_Exercise requirements_
Pull every line holding the string "enum" from the records below.

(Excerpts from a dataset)

☆ ☆ ☆

//! CLI entry point for threadrelay.

use std::path::PathBuf;

use clap::{Parser, Subcommand};

use crate::config::RelayConfig;
use crate::error::Result;

/// threadrelay CLI
#[derive(Parser, Debug)]
#[command(name = "threadrelay", version, about = "Thread-scoped streaming relay for tool-augmented agents")]
pub struct Cli {
    #[command(subcommand)]
    pub command: Commands,
}

/// Top-level CLI commands.
#[derive(Subcommand, Debug)]
pub enum Commands {
    /// Run the relay server
    Serve(ServeArgs),
    /// Send one prompt to a running relay and print the reply
    Chat(ChatArgs),
}

/// Arguments for `threadrelay serve`.
#[derive(Parser, Debug, Default)]
pub struct ServeArgs {
    /// TOML configuration file
    #[arg(short, long)]
    pub config: Option<PathBuf>,

    /// Address to bind (e.g. 127.0.0.1:3456)
    #[arg(short, long)]
    pub bind: Option<String>,

    /// Model id passed to the provider
    #[arg(short, long)]
    pub model: Option<String>,

    /// Name of the agent to invoke
    #[arg(short, long)]
    pub agent: Option<String>,

    /// Persist thread memory under this directory
    #[arg(long)]
    pub memory_dir: Option<PathBuf>,

    /// Emit logs as JSON
    #[arg(long)]
    pub log_json: bool,
}

impl ServeArgs {
    /// Layer flags over file and environment configuration.
    pub fn load_config(&self) -> Result<RelayConfig> {
        let mut config = match &self.config {
            Some(path) => RelayConfig::from_file(path)?,
            None => RelayConfig::from_env()?,
        };
        self.apply(&mut config);
        config.validate()?;
        Ok(config)
    }

    fn apply(&self, config: &mut RelayConfig) {
        if let Some(bind) = &self.bind {
            config.bind_addr = bind.clone();
        }
        if let Some(model) = &self.model {
            config.model_id = model.clone();
        }
        if let Some(agent) = &self.agent {
            config.agent_name = agent.clone();
        }
        if let Some(dir) = &self.memory_dir {
            config.memory_dir = Some(dir.clone());
        }
    }
}

/// Arguments for `threadrelay chat`.
#[derive(Parser, Debug)]
pub struct ChatArgs {
    /// Relay base URL
    #[arg(short, long, default_value = "http://127.0.0.1:3456")]
    pub url: String,

    /// Thread id; defaults to the id stored for this machine
    #[arg(short, long)]
    pub thread: Option<String>,

    /// Identify as this user (sent as x-user-id)
    #[arg(long, env = "THREADRELAY_USER")]
    pub user: Option<String>,

    /// User prompt (positional)
    pub prompt: String,
}

#[cfg(test)]
mod tests {
    use super::*;

    #[test]
    fn parse_serve_with_overrides() {
        let cli = Cli::try_parse_from([
            "threadrelay",
            "serve",
            "--bind",
            "0.0.0.0:8080",
            "--model",
            "openai/gpt-4o-mini",
            "--memory-dir",
            "/tmp/threads",
            "--log-json",
        ])
        .unwrap();
        match cli.command {
            Commands::Serve(args) => {
                assert_eq!(args.bind.as_deref(), Some("0.0.0.0:8080"));
                assert!(args.log_json);
                let mut config = RelayConfig::default();
                args.apply(&mut config);
                assert_eq!(config.model_id, "openai/gpt-4o-mini");
                assert_eq!(config.memory_dir, Some(PathBuf::from("/tmp/threads")));
                assert_eq!(config.agent_name, "weather-agent");
            }
            other => panic!("expected Serve, got {other:?}"),
        }
    }

    #[test]
    fn parse_chat_requires_prompt() {
        assert!(Cli::try_parse_from(["threadrelay", "chat"]).is_err());
        let cli = Cli::try_parse_from(["threadrelay", "chat", "-t", "thread-1", "hello"]).unwrap();
        match cli.command {
            Commands::Chat(args) => {
                assert_eq!(args.url, "http://127.0.0.1:3456");
                assert_eq!(args.thread.as_deref(), Some("thread-1"));
                assert_eq!(args.prompt, "hello");
            }
            other => panic!("expected Chat, got {other:?}"),
        }
    }

    #[test]
    fn parse_missing_subcommand_is_error() {
        assert!(Cli::try_parse_from(["threadrelay"]).is_err());
    }
}
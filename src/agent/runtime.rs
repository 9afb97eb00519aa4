//! The agent runtime seam and the name → runtime registry.

use std::collections::BTreeMap;
use std::sync::Arc;

use async_trait::async_trait;

use super::events::AgentEventStream;
use crate::config::RunConfig;
use crate::error::{RelayError, Result};
use crate::thread::ThreadId;
use crate::turn::Turn;

/// Everything one invocation is bound to.
#[derive(Debug, Clone)]
pub struct AgentRequest {
    pub turn: Turn,
    /// Memory scope of the run.
    pub thread_id: ThreadId,
    pub principal_id: String,
    pub run_config: RunConfig,
    /// Most-recent stored messages to load as context.
    pub memory_window: usize,
}

/// A tool-augmented agent that can be started per turn.
#[async_trait]
pub trait AgentRuntime: Send + Sync {
    fn name(&self) -> &str;

    /// Validate the request and return the run's event stream.
    ///
    /// Errors returned here mean the run never started. The returned stream
    /// produces nothing until polled.
    async fn start(&self, request: AgentRequest) -> Result<AgentEventStream>;
}

/// Agents addressable by name.
#[derive(Default, Clone)]
pub struct AgentRegistry {
    agents: BTreeMap<String, Arc<dyn AgentRuntime>>,
}

impl AgentRegistry {
    pub fn new() -> Self {
        Self::default()
    }

    /// Register an agent under its own name, replacing any previous entry.
    pub fn register(&mut self, agent: Arc<dyn AgentRuntime>) -> &mut Self {
        self.agents.insert(agent.name().to_string(), agent);
        self
    }

    pub fn with(mut self, agent: Arc<dyn AgentRuntime>) -> Self {
        self.register(agent);
        self
    }

    pub fn get(&self, name: &str) -> Result<Arc<dyn AgentRuntime>> {
        self.agents
            .get(name)
            .cloned()
            .ok_or_else(|| RelayError::AgentUnavailable(format!("no agent registered as '{name}'")))
    }

    pub fn names(&self) -> Vec<&str> {
        self.agents.keys().map(String::as_str).collect()
    }
}

impl std::fmt::Debug for AgentRegistry {
    fn fmt(&self, f: &mut std::fmt::Formatter<'_>) -> std::fmt::Result {
        f.debug_struct("AgentRegistry")
            .field("agents", &self.names())
            .finish()
    }
}
//! Native events produced by an agent run.

use futures::stream::BoxStream;
use serde::{Deserialize, Serialize};
use serde_json::Value;

use crate::error::Result;
use crate::types::FinishReason;

/// One event of a run, in production order.
///
/// An `Err` item on an [`AgentEventStream`] is fatal to the run; tool
/// failures are reported as [`AgentEvent::ToolError`] and the run continues.
#[derive(Debug, Clone, PartialEq, Serialize, Deserialize)]
#[serde(tag = "type", rename_all = "snake_case")]
pub enum AgentEvent {
    StepStart,
    TextDelta {
        delta: String,
    },
    ToolCallStarted {
        call_id: String,
        tool_name: String,
    },
    ToolCallDelta {
        call_id: String,
        args_delta: String,
    },
    /// Arguments are complete and parsed.
    ToolCallReady {
        call_id: String,
        tool_name: String,
        input: Value,
    },
    ToolResult {
        call_id: String,
        output: Value,
    },
    ToolError {
        call_id: String,
        error: String,
    },
    StepFinish {
        reason: FinishReason,
    },
    Finish {
        reason: FinishReason,
    },
}

impl AgentEvent {
    pub fn text(delta: impl Into<String>) -> Self {
        Self::TextDelta {
            delta: delta.into(),
        }
    }

    pub fn tool_started(call_id: impl Into<String>, tool_name: impl Into<String>) -> Self {
        Self::ToolCallStarted {
            call_id: call_id.into(),
            tool_name: tool_name.into(),
        }
    }

    pub fn tool_delta(call_id: impl Into<String>, args_delta: impl Into<String>) -> Self {
        Self::ToolCallDelta {
            call_id: call_id.into(),
            args_delta: args_delta.into(),
        }
    }

    pub fn tool_result(call_id: impl Into<String>, output: Value) -> Self {
        Self::ToolResult {
            call_id: call_id.into(),
            output,
        }
    }

    pub fn tool_error(call_id: impl Into<String>, error: impl Into<String>) -> Self {
        Self::ToolError {
            call_id: call_id.into(),
            error: error.into(),
        }
    }

    pub fn finish(reason: FinishReason) -> Self {
        Self::Finish { reason }
    }
}

/// Lazy, forward-only, single-use event source of one run.
pub type AgentEventStream = BoxStream<'static, Result<AgentEvent>>;
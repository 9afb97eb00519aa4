//! Resolving the caller of a request.

use std::collections::HashMap;

use axum::http::header::AUTHORIZATION;
use axum::http::HeaderMap;
use tracing::debug;

use super::USER_ID_HEADER;
use crate::thread::Principal;

/// Maps request headers to a principal.
pub trait PrincipalResolver: Send + Sync {
    fn resolve(&self, headers: &HeaderMap) -> Principal;
}

/// Bearer tokens from a static table, then `x-user-id`, else anonymous.
#[derive(Debug, Clone, Default)]
pub struct HeaderPrincipalResolver {
    tokens: HashMap<String, String>,
}

impl HeaderPrincipalResolver {
    pub fn new() -> Self {
        Self::default()
    }

    /// Accept `Authorization: Bearer <token>` for every token in `tokens`,
    /// resolving to the mapped principal id.
    pub fn with_tokens(mut self, tokens: HashMap<String, String>) -> Self {
        self.tokens = tokens;
        self
    }

    fn from_bearer(&self, headers: &HeaderMap) -> Option<Principal> {
        let raw = headers.get(AUTHORIZATION)?.to_str().ok()?;
        let token = raw.strip_prefix("Bearer ")?.trim();
        match self.tokens.get(token) {
            Some(id) => Some(Principal::Authenticated(id.clone())),
            None => {
                debug!("unknown bearer token");
                None
            }
        }
    }
}

impl PrincipalResolver for HeaderPrincipalResolver {
    fn resolve(&self, headers: &HeaderMap) -> Principal {
        if let Some(principal) = self.from_bearer(headers) {
            return principal;
        }
        headers
            .get(USER_ID_HEADER)
            .and_then(|v| v.to_str().ok())
            .map(str::trim)
            .filter(|id| !id.is_empty())
            .map(|id| Principal::Authenticated(id.to_string()))
            .unwrap_or(Principal::Anonymous)
    }
}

☆ ☆ ☆

_Response to this task_
pub enum Commands {
pub enum AgentEvent {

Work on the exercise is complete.